As of yesterday there is now a third option: Open Whisper Systems, the open source software group, have announced the release of Signal, the first iOS app designed to enable strong encrypted voice calls for free. “We’re trying to make private communications as available and accessible as any normal phone call,” says Moxie Marlinspike, the founder of the nonprofit software company, whom is a hacker security researcher. He also adds, that later this summer, encrypted text messaging will be integrated into Signal as well, to create what he describes as a “single, unified app for free, easy, open source, private voice and text messaging.”

Signal encrypts your calls with a tested protocol known as ZRTP and AES 128 encryption, theoretically this protocol is strong enough to withstand all known attacks by anyone from would-be-hackers to GCHQ. Recent tests on an older version of the app revealed some questionable bugs, which Marlinspike says have now been resolved. The user only has a sign of a pair of words that appear on the screen to clarify that the call is not being monitored by a third party. These two words must be read aloud to the person on the other end of the call, as a form of authentication.

Like any new untested app, users should not entirely trust Signal’s security until other researchers have had their chance to examine it. Marlinspike admits “there are always unknowns,” such as vulnerabilities in the software of the iPhone that could allow snooping. But in terms of preventing an eavesdropper on the phone’s network from intercepting calls, Signal’s security protections are “probably pretty great,” he says.

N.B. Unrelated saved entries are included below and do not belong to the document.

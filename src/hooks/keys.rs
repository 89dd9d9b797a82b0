//! Query key names shared by queries and the mutations that invalidate them

use uuid::Uuid;

use crate::cache::QueryKey;
use crate::models::InternshipFilter;

pub const INTERNSHIPS: &str = "internships";
pub const INTERNSHIP: &str = "internship";
pub const UNIT_INTERNSHIPS: &str = "unitInternships";
pub const APPLICANTS: &str = "applicants";
pub const MY_APPLICATIONS: &str = "myApplications";
pub const CANDIDATE_TASKS: &str = "candidateTasks";
pub const NOTIFICATIONS: &str = "notifications";
pub const COURSES: &str = "courses";
pub const UNITS: &str = "units";
pub const UNIT: &str = "unit";
pub const SETTINGS: &str = "settings";
pub const HIRED_CANDIDATES: &str = "hiredCandidates";
pub const CANDIDATE_PROFILE: &str = "candidateProfile";
pub const CANDIDATE_DASHBOARD: &str = "candidateDashboard";
pub const UNIT_DASHBOARD: &str = "unitDashboard";

pub fn internships(filter: &InternshipFilter) -> QueryKey {
    QueryKey::new(INTERNSHIPS)
        .with(filter.status.map(|s| s.as_str()).unwrap_or("all"))
        .with(filter.unit_id.map(|id| id.to_string()).unwrap_or_default())
        .with(filter.search_text().unwrap_or_default())
}

pub fn scoped(name: &str, id: Uuid) -> QueryKey {
    QueryKey::new(name).with(id)
}

pub fn all(name: &str) -> QueryKey {
    QueryKey::new(name)
}

#[cfg(test)]
mod tests {
    use super::*;
    use crate::models::InternshipStatus;

    #[test]
    fn test_internship_keys_differ_by_filter() {
        let open = internships(&InternshipFilter::open());
        let all_statuses = internships(&InternshipFilter::default());

        assert_ne!(open, all_statuses);
        assert!(open.starts_with(&all(INTERNSHIPS)));
        assert_eq!(
            open,
            internships(&InternshipFilter {
                status: Some(InternshipStatus::Open),
                search: Some("  ".to_string()),
                ..InternshipFilter::default()
            })
        );
    }
}
use crate::api::{ApiClient, ApiRequest};
use crate::errors::RequestFailed;
use crate::models::{ContentRequest, GeneratedContent};

#[derive(Clone)]
pub struct AiContentService {
    api: ApiClient,
}

impl AiContentService {
    pub fn new(api: ApiClient) -> Self {
        Self { api }
    }

    pub async fn generate_description(
        &self,
        request: &ContentRequest,
    ) -> Result<GeneratedContent, RequestFailed> {
        self.api
            .call(
                ApiRequest::post("ai.internship_description", "/ai/internship-description")
                    .json(request),
                GeneratedContent::default(),
                "Failed to generate internship description",
            )
            .await
    }

    pub async fn generate_cover_letter(
        &self,
        request: &ContentRequest,
    ) -> Result<GeneratedContent, RequestFailed> {
        self.api
            .call(
                ApiRequest::post("ai.cover_letter", "/ai/cover-letter").json(request),
                GeneratedContent::default(),
                "Failed to generate cover letter",
            )
            .await
    }
}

Open Whisper Systems’ founder Marlinspike has been a fixture of the security and cryptography community for years, demonstrating ground breaking hacks like ones that revealed vulnerabilities in the Web encryption SSL and Microsoft’s VPN encryption MS-CHAPv2. He co-founded the start-up Whisper Systems in 2010 with the intention of providing encryption for communication and hardening security on Google’s Android. But the work was put on hold when Whisper Systems was acquired by Twitter in 2011.

Whisper’s iOS app is expected to be globally in demand. The group have set up dozens of servers to handle user’s encrypted calls in more than 10 different countries around the world to minimise the chance of latency.

In fact, Marlinspike says that call quality and ease of use are two of the top priorities for Open Whisper Systems: Clunky encryption programs like PGP, no matter how secure they may be, don’t get used. “In many ways the crypto is the easy part,” he says. “The hard part is developing a product that people are actually going to use and want to use. That’s where most of our effort goes.”